Another interesting fact is that every oil field throughout the world
has outgassing helium. Helium is so often present in oil fields that helium
detectors are used as oil-prospecting tools. Helium is an inert gas known to
be a fundamental product of the radiological decay or uranium and thorium,
identified in quantity at great depths below the surface of the earth, 200
and more miles below. It is not found in meaningful quantities in areas that
are not producing methane, oil or natural gas. It is not a member of the
dozen or so common elements associated with life. It is found throughout the
solar system as a thoroughly inorganic product.

Even more intriguing is evidence that several oil reservoirs around
the globe are refilling themselves, such as the Eugene Island reservoir -
not from the sides, as would be expected from cocurrent organic reservoirs,
but from the bottom up.

Dr. Gold strongly believes that oil is a "renewable, primordial soup
continually manufactured by the Earth under ultrahot conditions and
tremendous pressures. As this substance migrates toward the surface, it is
attached by bacteria, making it appear to have an organic origin dating back
to the dinosaurs."

Smaller oil companies and innovative teams are using this theory to
justify deep oil drilling in Alaska and the Gulf of Mexico, among other
locations, with some success. Dr. Kenney is on record predicting that parts
of Siberia contain a deep reservoir of oil equal to or exceeding that
already discovered in the Middle East.


Could this be true?

In August 2002, in the "Proceedings of the National Academy of
Sciences (US)," Dr. Kenney published a paper, which had a partial title of
"The genesis of hydrocarbons and the origin of petroleum." Dr. Kenney and
three Russian coauthors conclude:

The Hydrogen-Carbon system does not spontaneously evolve hydrocarbons
at pressures less than 30 Kbar, even in the most favorable environment. The
H-C system evolves hydrocarbons under pressures found in the mantle of the
Earth and at temperatures consistent with that environment.

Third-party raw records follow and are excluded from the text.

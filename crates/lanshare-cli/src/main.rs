//! Lanshare CLI
//!
//! 命令行客户端，通过 HTTP/WebSocket 与分享服务通信

mod client;

use anyhow::Result;
use chrono::Local;
use clap::{Parser, Subcommand};
use client::ShareClient;
use futures_util::future::join_all;
use lanshare_core::{FileRecord, ShareEvent, netinfo};
use std::path::PathBuf;

#[derive(Parser)]
#[command(name = "lanshare", version, about = "局域网文件分享 - 命令行客户端")]
struct Cli {
    /// 分享服务地址
    #[arg(
        short,
        long,
        global = true,
        env = "LANSHARE_SERVER",
        default_value = "http://127.0.0.1:3000"
    )]
    server: String,

    #[command(subcommand)]
    command: Commands,
}

#[derive(Subcommand)]
enum Commands {
    /// 查看分享地址
    Info,
    /// 列出服务器上的文件
    List,
    /// 上传文件（每个文件单独请求，并发进行）
    Upload {
        /// 要上传的文件路径
        #[arg(required = true)]
        files: Vec<PathBuf>,
    },
    /// 下载文件
    Download {
        /// 服务器上的文件名
        name: String,
        /// 保存目录 (默认: ~/Downloads)
        #[arg(short, long)]
        output: Option<PathBuf>,
    },
    /// 实时查看新上传的文件
    Watch,
}

#[tokio::main]
async fn main() -> Result<()> {
    let cli = Cli::parse();
    let client = ShareClient::new(&cli.server)?;

    match cli.command {
        Commands::Info => {
            let info = client.server_info().await?;
            println!("🔗 {}", info.url);
            if let Ok(qr) = netinfo::qr_terminal(&info.url) {
                println!("{qr}");
            }
        }
        Commands::List => {
            let files = client.list().await?;
            if files.is_empty() {
                println!("   暂无文件");
            }
            for file in &files {
                println!("{}", format_record(file));
            }
        }
        Commands::Upload { files } => {
            let uploads = files.iter().map(|path| client.upload(path));
            let mut failed = 0;
            for (path, result) in files.iter().zip(join_all(uploads).await) {
                match result {
                    Ok(record) => println!("✅ {} -> {}", path.display(), record.name),
                    Err(e) => {
                        failed += 1;
                        eprintln!("❌ {}: {:#}", path.display(), e);
                    }
                }
            }
            if failed > 0 {
                anyhow::bail!("{failed} 个文件上传失败");
            }
        }
        Commands::Download { name, output } => {
            let dir = output.unwrap_or_else(|| {
                dirs::download_dir().unwrap_or_else(|| PathBuf::from("."))
            });
            let (path, size) = client.download(&name, &dir).await?;
            println!("📥 {} ({})", path.display(), format_size(size));
        }
        Commands::Watch => {
            println!("👀 等待新文件... (Ctrl-C 退出)");
            client
                .watch(|event| match event {
                    ShareEvent::FileUploaded(record) => println!("📄 {}", format_record(&record)),
                })
                .await?;
            println!("连接已关闭");
        }
    }

    Ok(())
}

fn format_record(record: &FileRecord) -> String {
    format!(
        "{}  {:>10}  {}",
        record.mtime.with_timezone(&Local).format("%Y-%m-%d %H:%M:%S"),
        format_size(record.size),
        record.name
    )
}

/// 以 1024 为基数的可读大小
#[allow(clippy::cast_precision_loss)]
fn format_size(bytes: u64) -> String {
    const UNITS: [&str; 5] = ["B", "KB", "MB", "GB", "TB"];
    if bytes < 1024 {
        return format!("{bytes} B");
    }
    let mut value = bytes as f64;
    let mut unit = 0;
    while value >= 1024.0 && unit < UNITS.len() - 1 {
        value /= 1024.0;
        unit += 1;
    }
    format!("{value:.2} {}", UNITS[unit])
}

#[cfg(test)]
mod tests {
    use super::*;

    #[test]
    fn test_format_size() {
        assert_eq!(format_size(0), "0 B");
        assert_eq!(format_size(1023), "1023 B");
        assert_eq!(format_size(10_000), "9.77 KB");
        assert_eq!(format_size(5 * 1024 * 1024), "5.00 MB");
    }
}
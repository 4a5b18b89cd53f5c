//! Core Service - 分享服务生命周期管理

use anyhow::Result;
use lanshare_core::{ServerSettings, ShareServer, netinfo};

pub async fn run_service(settings: ServerSettings) -> Result<()> {
    tracing::info!("存储目录: {:?}", settings.storage_dir);

    let server = ShareServer::new(settings).bind().await?;
    let url = server.share_url().to_string();

    println!("Server running at {url}");
    // 终端二维码方便手机扫码访问
    match netinfo::qr_terminal(&url) {
        Ok(qr) => println!("{qr}"),
        Err(e) => tracing::warn!("生成终端二维码失败: {}", e),
    }

    server.serve(shutdown_signal()).await?;
    tracing::info!("服务已停止");
    Ok(())
}

async fn shutdown_signal() {
    if let Err(e) = tokio::signal::ctrl_c().await {
        tracing::error!("无法监听退出信号: {}", e);
        std::future::pending::<()>().await;
    }
    tracing::info!("收到退出信号，正在关闭...");
}
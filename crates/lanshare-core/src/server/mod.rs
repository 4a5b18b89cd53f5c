//! HTTP/WebSocket 分享服务器
//!
//! # 路由
//!
//! - `GET /server-info`: 分享地址和二维码
//! - `GET /files`: 文件列表
//! - `POST /upload`: 上传单个文件（multipart 字段 `file`）
//! - `GET /download/:filename`: 下载文件
//! - `GET /ws`: 实时通知
//! - 其他路径: 前端静态资源

pub mod files;
pub mod info;
pub mod upload;
pub mod websocket_handler;

use log::{info, warn};

use crate::config::ServerSettings;
use crate::hub::NotificationHub;
use crate::netinfo;
use crate::storage::Storage;
use axum::{
    Router,
    extract::DefaultBodyLimit,
    routing::{get, post},
};
use std::future::Future;
use std::net::SocketAddr;
use std::path::Path;
use std::sync::Arc;
use tokio::net::TcpListener;
use tower_http::{services::ServeDir, trace::TraceLayer};

/// 各请求共享的服务器状态
#[derive(Clone)]
pub struct AppState {
    pub storage: Arc<Storage>,
    pub hub: Arc<NotificationHub>,
    /// 对外展示的分享地址
    pub share_url: Arc<str>,
}

/// 构建完整路由
pub fn router(state: AppState, public_dir: &Path) -> Router {
    Router::new()
        .route("/server-info", get(info::server_info))
        .route("/files", get(files::list_files))
        .route("/upload", post(upload::upload_file))
        .route("/download/:filename", get(files::download_file))
        .route("/ws", get(websocket_handler::ws_handler))
        .fallback_service(ServeDir::new(public_dir))
        .layer(DefaultBodyLimit::disable())
        .layer(TraceLayer::new_for_http())
        .with_state(state)
}

/// 分享服务器
pub struct ShareServer {
    settings: ServerSettings,
    storage: Arc<Storage>,
    hub: Arc<NotificationHub>,
}

impl ShareServer {
    pub fn new(settings: ServerSettings) -> Self {
        let storage = Arc::new(Storage::new(settings.storage_dir.clone()));
        Self {
            settings,
            storage,
            hub: Arc::new(NotificationHub::new()),
        }
    }

    pub fn storage(&self) -> Arc<Storage> {
        self.storage.clone()
    }

    pub fn hub(&self) -> Arc<NotificationHub> {
        self.hub.clone()
    }

    /// 准备存储目录并绑定监听端口
    ///
    /// 端口为 0 时由系统分配，实际地址见 [`BoundServer::local_addr`]。
    pub async fn bind(self) -> anyhow::Result<BoundServer> {
        self.storage.ensure_ready().await?;

        let listener =
            TcpListener::bind(SocketAddr::new(self.settings.bind_addr, self.settings.port)).await?;
        let local_addr = listener.local_addr()?;

        let host = match &self.settings.public_host {
            Some(host) => host.clone(),
            None if local_addr.ip().is_unspecified() => netinfo::local_ip().to_string(),
            None => local_addr.ip().to_string(),
        };
        let share_url = netinfo::share_url(&host, local_addr.port());

        if !self.settings.public_dir.is_dir() {
            warn!(
                "Public directory {:?} not found, front-end will not be served",
                self.settings.public_dir
            );
        }

        let state = AppState {
            storage: self.storage.clone(),
            hub: self.hub.clone(),
            share_url: Arc::from(share_url.as_str()),
        };
        let app = router(state, &self.settings.public_dir);

        Ok(BoundServer {
            listener,
            app,
            local_addr,
            share_url,
            hub: self.hub,
        })
    }
}

/// 已绑定端口、尚未开始服务的服务器
pub struct BoundServer {
    listener: TcpListener,
    app: Router,
    local_addr: SocketAddr,
    share_url: String,
    hub: Arc<NotificationHub>,
}

impl BoundServer {
    pub fn local_addr(&self) -> SocketAddr {
        self.local_addr
    }

    pub fn share_url(&self) -> &str {
        &self.share_url
    }

    /// 开始服务，直到 `shutdown` 完成
    ///
    /// 关闭时先断开所有 WebSocket 连接，再等待进行中的请求结束。
    pub async fn serve<F>(self, shutdown: F) -> anyhow::Result<()>
    where
        F: Future<Output = ()> + Send + 'static,
    {
        let hub = self.hub;
        let shutdown = async move {
            shutdown.await;
            let closed = hub.close_all().await;
            info!("Shutting down, closed {} live connection(s)", closed);
        };

        info!("Share server listening on {}", self.local_addr);
        axum::serve(self.listener, self.app)
            .with_graceful_shutdown(shutdown)
            .await?;
        Ok(())
    }
}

He was quoted as stating that "competent physicists, chemists,
chemical engineers and men knowledgeable of thermodynamics have known that
natural petroleum does not evolve from biological materials since the last
quarter of the 19th century."

Deeply entrenched in our culture is the belief that at some point in
the relatively near future we will see the last working pump on the last
functioning oil well screech and rattle, and that will be that. The end of
the Age of Oil. And unless we find another source of cheap energy, the world
will rapidly become a much darker and dangerous place.

If Dr. Gold and Dr. Kenney are correct, this "the end of the world as
we know it" scenario simply won't happen. Think about it ... while not
inexhaustible, deep Earth reserves of inorganic crude oil and commercially
feasible extraction would provide the world with generations of low-cost
fuel. Dr. Gold has been quoted saying that current worldwide reserves of
crude oil could be off by a factor of over 100.

A Hedberg Conference, sponsored by the American Association of
Petroleum Geologists, was scheduled to discuss and publicly debate this
issue. Papers were solicited from interested academics and professionals.
The conference was scheduled to begin June 9, 2003, but was canceled at the
last minute. A new date has yet to be set.